D. The use of memory aids, such as written directions, has been shown to improve cognitive function for clients with MS. Providing written directions can promote independence and accuracy in managing medications. A: Simplifying task steps addresses the cognitive deficit of sequencing and is an energy conservation strategy to manage fatigue; however, this intervention does not provide support for memory. B: Changing the time when the client takes medications would require the involvement of the physician, and there may be little flexibility in the medication schedule. C: If the client is experiencing memory deficts that interfere with taking medications, the client will likely not remember to use a timer.

An OTR® is evaluating a client with Stage 4 Parkinson's disease (PD). During ROM and manual muscle testing, the client presents with cogwheel motions and is mostly quiet with an occasional moan. What would be the BEST action for the OTR® to take? A. Continue testing, then apply heat or ice (to the client's preference) to reduce pain associated with stiffness. B. Study the client's facial expressions and body language to determine which specific movements elicit a pain response. C. Discontinue the manual muscle testing and assess at a later time. D. Continue with gentle stretching, and determine pain by asking clear questions that require a one- or two-word response.

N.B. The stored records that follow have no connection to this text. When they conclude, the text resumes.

use serde_json::Value;
use tracing::{debug, warn};

use crate::models::ReconcileIndices;

/// Builds the per-run indices from the secondary calendar feed.
///
/// The feed's top-level shape is polymorphic: either a single object with
/// nested `body.results`, or a list of per-resource result objects, each
/// carrying its own status code and `body.results`. Malformed entries are
/// skipped with a log line; this function never fails. Duplicate keys:
/// last write wins.
pub fn reconcile(bootstrap: &Value) -> ReconcileIndices {
    let mut indices = ReconcileIndices::default();

    match bootstrap {
        Value::Array(resources) => {
            for resource in resources {
                match result_list(resource) {
                    Some(results) => index_results(results, &mut indices),
                    None => debug!("Skipping bootstrap resource without usable results"),
                }
            }
        }
        Value::Object(_) => match result_list(bootstrap) {
            Some(results) => index_results(results, &mut indices),
            None => warn!("Bootstrap response carried no usable results"),
        },
        _ => warn!("Unrecognized bootstrap response shape"),
    }

    indices
}

fn result_list(resource: &Value) -> Option<&Vec<Value>> {
    // Per-resource entries report their own status code.
    if let Some(code) = resource.get("statusCode").and_then(Value::as_i64) {
        if !(200..300).contains(&code) {
            warn!("Skipping bootstrap resource with status {}", code);
            return None;
        }
    }
    resource.get("body")?.get("results")?.as_array()
}

fn index_results(results: &[Value], indices: &mut ReconcileIndices) {
    for record in results {
        let Some(record) = record.as_object() else {
            debug!("Skipping non-object bootstrap record");
            continue;
        };

        let appointment_uuid = record.get("appointmentUuid").and_then(Value::as_str);
        if let (Some(uuid), Some(mode)) = (
            appointment_uuid,
            record.get("appointmentMode").and_then(Value::as_str),
        ) {
            indices.modes.insert(uuid.to_string(), mode.to_string());
        }

        let Some(summary) = record.get("patientSummary").and_then(Value::as_object) else {
            debug!("Bootstrap record has no patient summary");
            continue;
        };
        let (Some(guid), Some(patient_id)) = (
            summary.get("guid").and_then(Value::as_str),
            summary.get("patientId").and_then(Value::as_i64),
        ) else {
            debug!("Patient summary missing guid or patientId");
            continue;
        };

        indices.patient_ids.insert(guid.to_string(), patient_id);
    }
}

/// Degraded patient-ID recovery, used only when the secondary feed is
/// entirely unavailable. Tried in strict order: a direct `patientId` field,
/// a nested patient object's `patientId`, any string field whose name
/// contains "patient" and whose value is purely numeric, and finally a
/// pseudo-ID parsed from the GUID's trailing hexadecimal segment.
pub fn fallback_patient_id(appointment: &Value) -> Option<i64> {
    if let Some(id) = numeric_id(appointment.get("patientId")) {
        return Some(id);
    }

    if let Some(id) = numeric_id(appointment.get("patient").and_then(|p| p.get("patientId"))) {
        return Some(id);
    }

    if let Some(fields) = appointment.as_object() {
        for (name, value) in fields {
            if !name.to_lowercase().contains("patient") {
                continue;
            }
            if let Some(text) = value.as_str() {
                if !text.is_empty() && text.chars().all(|c| c.is_ascii_digit()) {
                    if let Ok(id) = text.parse() {
                        return Some(id);
                    }
                }
            }
        }
    }

    let guid = appointment.get("patientGuid").and_then(Value::as_str)?;
    pseudo_id_from_guid(guid)
}

/// Derives a pseudo-ID from a patient GUID: split on `-`, take the last
/// segment, parse as base-16. GUIDs without a `-`, or with a non-hex tail,
/// yield no mapping.
pub fn pseudo_id_from_guid(guid: &str) -> Option<i64> {
    if !guid.contains('-') {
        return None;
    }
    let tail = guid.rsplit('-').next()?;
    i64::from_str_radix(tail, 16).ok()
}

fn numeric_id(value: Option<&Value>) -> Option<i64> {
    let value = value?;
    value
        .as_i64()
        .or_else(|| value.as_str().and_then(|s| s.parse().ok()))
}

D. client with advanced PD would likely experience common symptoms such as muscle rigidity, which may be exacerbated by ROM or manual muscle testing. "Cogwheeling, common in clients with Parkinson's disease, is identified by jerky movements and is considered rigidity superimposed on tremor. Rigidity often is associated with musculoskeletal pain" (Cooper, 2008, p. 477). The client may not be able to tell the OTR® that he or she is experiencing pain; it is critical that the OTR® help the client feel comfortable with hands-on techniques and assess verbally in clear, concise language, with close-ended questions A: The OTR® must further evaluate the pain before intervening with a modality; although moist heat is a modality that may lessen the pain from rigidity, ice may worsen symptoms. B: A common symptom of PD is a masklike facial expression; the flat affect and lack of nonverbal communication makes it necessary to assess pain by other means. C: For a thorough evaluation, it would not be best to fully discontinue the ROM and manual muscle testing without further measuring the client's movements and pain.

Parkinson's DX

at least one primary symptom must be present -autopsy confirms dx -no cure!